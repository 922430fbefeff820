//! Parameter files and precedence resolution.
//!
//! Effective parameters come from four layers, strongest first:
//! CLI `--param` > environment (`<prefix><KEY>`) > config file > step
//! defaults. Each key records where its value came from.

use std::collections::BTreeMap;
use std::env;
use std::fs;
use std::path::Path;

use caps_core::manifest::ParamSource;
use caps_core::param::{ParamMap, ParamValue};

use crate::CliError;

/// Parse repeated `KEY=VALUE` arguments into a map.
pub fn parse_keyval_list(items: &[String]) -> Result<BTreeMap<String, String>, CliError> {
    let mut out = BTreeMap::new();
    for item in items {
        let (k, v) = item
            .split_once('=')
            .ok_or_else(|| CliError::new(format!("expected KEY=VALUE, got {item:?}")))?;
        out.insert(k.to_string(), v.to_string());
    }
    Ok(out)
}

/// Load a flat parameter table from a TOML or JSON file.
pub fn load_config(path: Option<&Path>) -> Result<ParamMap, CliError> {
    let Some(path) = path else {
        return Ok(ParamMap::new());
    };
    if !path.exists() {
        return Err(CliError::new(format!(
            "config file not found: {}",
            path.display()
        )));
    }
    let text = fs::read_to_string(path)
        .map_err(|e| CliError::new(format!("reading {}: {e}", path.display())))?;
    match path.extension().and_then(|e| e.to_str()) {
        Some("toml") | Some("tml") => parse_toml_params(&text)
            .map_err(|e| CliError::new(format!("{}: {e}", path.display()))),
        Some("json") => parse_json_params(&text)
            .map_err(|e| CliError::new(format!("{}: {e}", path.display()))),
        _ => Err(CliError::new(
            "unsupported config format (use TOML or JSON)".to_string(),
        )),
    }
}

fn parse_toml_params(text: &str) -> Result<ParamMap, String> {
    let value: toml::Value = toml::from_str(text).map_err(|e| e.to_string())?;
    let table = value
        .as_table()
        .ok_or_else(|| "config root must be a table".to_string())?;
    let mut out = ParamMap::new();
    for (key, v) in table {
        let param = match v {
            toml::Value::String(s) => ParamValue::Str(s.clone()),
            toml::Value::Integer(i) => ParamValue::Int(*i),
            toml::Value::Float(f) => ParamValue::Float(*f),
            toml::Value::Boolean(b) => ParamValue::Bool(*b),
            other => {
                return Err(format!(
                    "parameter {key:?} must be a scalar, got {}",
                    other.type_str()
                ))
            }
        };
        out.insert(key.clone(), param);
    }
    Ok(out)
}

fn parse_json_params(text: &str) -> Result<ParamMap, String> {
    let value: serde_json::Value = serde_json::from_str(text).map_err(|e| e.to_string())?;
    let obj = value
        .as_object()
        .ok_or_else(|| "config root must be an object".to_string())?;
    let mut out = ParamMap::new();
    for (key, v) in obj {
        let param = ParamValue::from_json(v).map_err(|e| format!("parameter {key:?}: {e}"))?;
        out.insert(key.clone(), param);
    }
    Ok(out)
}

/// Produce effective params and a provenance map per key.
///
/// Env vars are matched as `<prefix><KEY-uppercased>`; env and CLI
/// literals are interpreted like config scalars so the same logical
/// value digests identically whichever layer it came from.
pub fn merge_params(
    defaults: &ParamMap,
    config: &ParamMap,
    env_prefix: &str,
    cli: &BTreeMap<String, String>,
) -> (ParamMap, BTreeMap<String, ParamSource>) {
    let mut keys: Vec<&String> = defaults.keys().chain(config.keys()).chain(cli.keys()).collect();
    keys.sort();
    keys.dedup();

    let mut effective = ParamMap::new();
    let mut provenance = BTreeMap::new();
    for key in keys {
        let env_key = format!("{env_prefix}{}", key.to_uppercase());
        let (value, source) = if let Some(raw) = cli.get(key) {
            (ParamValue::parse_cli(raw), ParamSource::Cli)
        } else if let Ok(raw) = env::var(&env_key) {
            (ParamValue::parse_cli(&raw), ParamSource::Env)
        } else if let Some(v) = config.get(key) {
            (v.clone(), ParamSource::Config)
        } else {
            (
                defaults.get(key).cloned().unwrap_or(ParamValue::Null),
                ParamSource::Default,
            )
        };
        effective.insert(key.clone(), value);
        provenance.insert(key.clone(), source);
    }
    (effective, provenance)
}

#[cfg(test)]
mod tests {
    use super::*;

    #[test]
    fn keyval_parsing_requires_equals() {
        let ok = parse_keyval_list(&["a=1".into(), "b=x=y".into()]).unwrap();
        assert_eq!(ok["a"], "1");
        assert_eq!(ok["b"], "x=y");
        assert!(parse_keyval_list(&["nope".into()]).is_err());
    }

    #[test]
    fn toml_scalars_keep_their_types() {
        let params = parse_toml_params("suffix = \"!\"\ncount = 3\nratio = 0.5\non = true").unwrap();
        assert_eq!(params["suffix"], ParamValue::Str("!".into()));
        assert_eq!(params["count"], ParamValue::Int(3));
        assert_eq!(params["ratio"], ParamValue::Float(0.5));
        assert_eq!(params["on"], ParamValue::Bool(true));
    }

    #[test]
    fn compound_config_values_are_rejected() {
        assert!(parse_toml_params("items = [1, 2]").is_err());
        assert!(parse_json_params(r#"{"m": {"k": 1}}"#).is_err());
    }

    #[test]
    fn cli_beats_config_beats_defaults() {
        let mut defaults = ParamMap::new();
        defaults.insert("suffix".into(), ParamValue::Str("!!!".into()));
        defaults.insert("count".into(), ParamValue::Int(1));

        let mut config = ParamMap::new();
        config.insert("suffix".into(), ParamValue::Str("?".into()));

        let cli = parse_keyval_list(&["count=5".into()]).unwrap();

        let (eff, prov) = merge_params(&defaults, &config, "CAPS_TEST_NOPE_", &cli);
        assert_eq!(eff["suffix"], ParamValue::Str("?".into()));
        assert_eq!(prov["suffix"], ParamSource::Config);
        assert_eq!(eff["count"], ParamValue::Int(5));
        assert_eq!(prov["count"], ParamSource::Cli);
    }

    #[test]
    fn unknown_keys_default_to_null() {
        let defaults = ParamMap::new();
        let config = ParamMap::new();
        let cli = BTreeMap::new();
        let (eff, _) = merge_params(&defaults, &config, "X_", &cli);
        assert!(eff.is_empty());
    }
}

- Exercise
The entries shown above should be copied out word for word.

- Exercise output
repository 922430fbefeff820
//! Parameter files and precedence resolution.
//!
//! Effective parameters come from four layers, strongest first:
//! CLI `--param` > environment (`<prefix><KEY>`) > config file > step
//! defaults. Each key records where its value came from.

use std::collections::BTreeMap;
use std::env;
use std::fs;
use std::path::Path;

use caps_core::manifest::ParamSource;
use caps_core::param::{ParamMap, ParamValue};

use crate::CliError;

/// Parse repeated `KEY=VALUE` arguments into a map.
pub fn parse_keyval_list(items: &[String]) -> Result<BTreeMap<String, String>, CliError> {
    let mut out = BTreeMap::new();
    for item in items {
        let (k, v) = item
            .split_once('=')
            .ok_or_else(|| CliError::new(format!("expected KEY=VALUE, got {item:?}")))?;
        out.insert(k.to_string(), v.to_string());
    }
    Ok(out)
}

/// Load a flat parameter table from a TOML or JSON file.
pub fn load_config(path: Option<&Path>) -> Result<ParamMap, CliError> {
    let Some(path) = path else {
        return Ok(ParamMap::new());
    };
    if !path.exists() {
        return Err(CliError::new(format!(
            "config file not found: {}",
            path.display()
        )));
    }
    let text = fs::read_to_string(path)
        .map_err(|e| CliError::new(format!("reading {}: {e}", path.display())))?;
    match path.extension().and_then(|e| e.to_str()) {
        Some("toml") | Some("tml") => parse_toml_params(&text)
            .map_err(|e| CliError::new(format!("{}: {e}", path.display()))),
        Some("json") => parse_json_params(&text)
            .map_err(|e| CliError::new(format!("{}: {e}", path.display()))),
        _ => Err(CliError::new(
            "unsupported config format (use TOML or JSON)".to_string(),
        )),
    }
}

fn parse_toml_params(text: &str) -> Result<ParamMap, String> {
    let value: toml::Value = toml::from_str(text).map_err(|e| e.to_string())?;
    let table = value
        .as_table()
        .ok_or_else(|| "config root must be a table".to_string())?;
    let mut out = ParamMap::new();
    for (key, v) in table {
        let param = match v {
            toml::Value::String(s) => ParamValue::Str(s.clone()),
            toml::Value::Integer(i) => ParamValue::Int(*i),
            toml::Value::Float(f) => ParamValue::Float(*f),
            toml::Value::Boolean(b) => ParamValue::Bool(*b),
            other => {
                return Err(format!(
                    "parameter {key:?} must be a scalar, got {}",
                    other.type_str()
                ))
            }
        };
        out.insert(key.clone(), param);
    }
    Ok(out)
}

fn parse_json_params(text: &str) -> Result<ParamMap, String> {
    let value: serde_json::Value = serde_json::from_str(text).map_err(|e| e.to_string())?;
    let obj = value
        .as_object()
        .ok_or_else(|| "config root must be an object".to_string())?;
    let mut out = ParamMap::new();
    for (key, v) in obj {
        let param = ParamValue::from_json(v).map_err(|e| format!("parameter {key:?}: {e}"))?;
        out.insert(key.clone(), param);
    }
    Ok(out)
}

/// Produce effective params and a provenance map per key.
///
/// Env vars are matched as `<prefix><KEY-uppercased>`; env and CLI
/// literals are interpreted like config scalars so the same logical
/// value digests identically whichever layer it came from.
pub fn merge_params(
    defaults: &ParamMap,
    config: &ParamMap,
    env_prefix: &str,
    cli: &BTreeMap<String, String>,
) -> (ParamMap, BTreeMap<String, ParamSource>) {
    let mut keys: Vec<&String> = defaults.keys().chain(config.keys()).chain(cli.keys()).collect();
    keys.sort();
    keys.dedup();

    let mut effective = ParamMap::new();
    let mut provenance = BTreeMap::new();
    for key in keys {
        let env_key = format!("{env_prefix}{}", key.to_uppercase());
        let (value, source) = if let Some(raw) = cli.get(key) {
            (ParamValue::parse_cli(raw), ParamSource::Cli)
        } else if let Ok(raw) = env::var(&env_key) {
            (ParamValue::parse_cli(&raw), ParamSource::Env)
        } else if let Some(v) = config.get(key) {
            (v.clone(), ParamSource::Config)
        } else {
            (
                defaults.get(key).cloned().unwrap_or(ParamValue::Null),
                ParamSource::Default,
            )
        };
        effective.insert(key.clone(), value);
        provenance.insert(key.clone(), source);
    }
    (effective, provenance)
}

#[cfg(test)]
mod tests {
    use super::*;

    #[test]
    fn keyval_parsing_requires_equals() {
        let ok = parse_keyval_list(&["a=1".into(), "b=x=y".into()]).unwrap();
        assert_eq!(ok["a"], "1");
        assert_eq!(ok["b"], "x=y");
        assert!(parse_keyval_list(&["nope".into()]).is_err());
    }

    #[test]
    fn toml_scalars_keep_their_types() {
        let params = parse_toml_params("suffix = \"!\"\ncount = 3\nratio = 0.5\non = true").unwrap();
        assert_eq!(params["suffix"], ParamValue::Str("!".into()));
        assert_eq!(params["count"], ParamValue::Int(3));
        assert_eq!(params["ratio"], ParamValue::Float(0.5));
        assert_eq!(params["on"], ParamValue::Bool(true));
    }

    #[test]
    fn compound_config_values_are_rejected() {
        assert!(parse_toml_params("items = [1, 2]").is_err());
        assert!(parse_json_params(r#"{"m": {"k": 1}}"#).is_err());
    }

    #[test]
    fn cli_beats_config_beats_defaults() {
        let mut defaults = ParamMap::new();
        defaults.insert("suffix".into(), ParamValue::Str("!!!".into()));
        defaults.insert("count".into(), ParamValue::Int(1));

        let mut config = ParamMap::new();
        config.insert("suffix".into(), ParamValue::Str("?".into()));

        let cli = parse_keyval_list(&["count=5".into()]).unwrap();

        let (eff, prov) = merge_params(&defaults, &config, "CAPS_TEST_NOPE_", &cli);
        assert_eq!(eff["suffix"], ParamValue::Str("?".into()));
        assert_eq!(prov["suffix"], ParamSource::Config);
        assert_eq!(eff["count"], ParamValue::Int(5));
        assert_eq!(prov["count"], ParamSource::Cli);
    }

    #[test]
    fn unknown_keys_default_to_null() {
        let defaults = ParamMap::new();
        let config = ParamMap::new();
        let cli = BTreeMap::new();
        let (eff, _) = merge_params(&defaults, &config, "X_", &cli);
        assert!(eff.is_empty());
    }
}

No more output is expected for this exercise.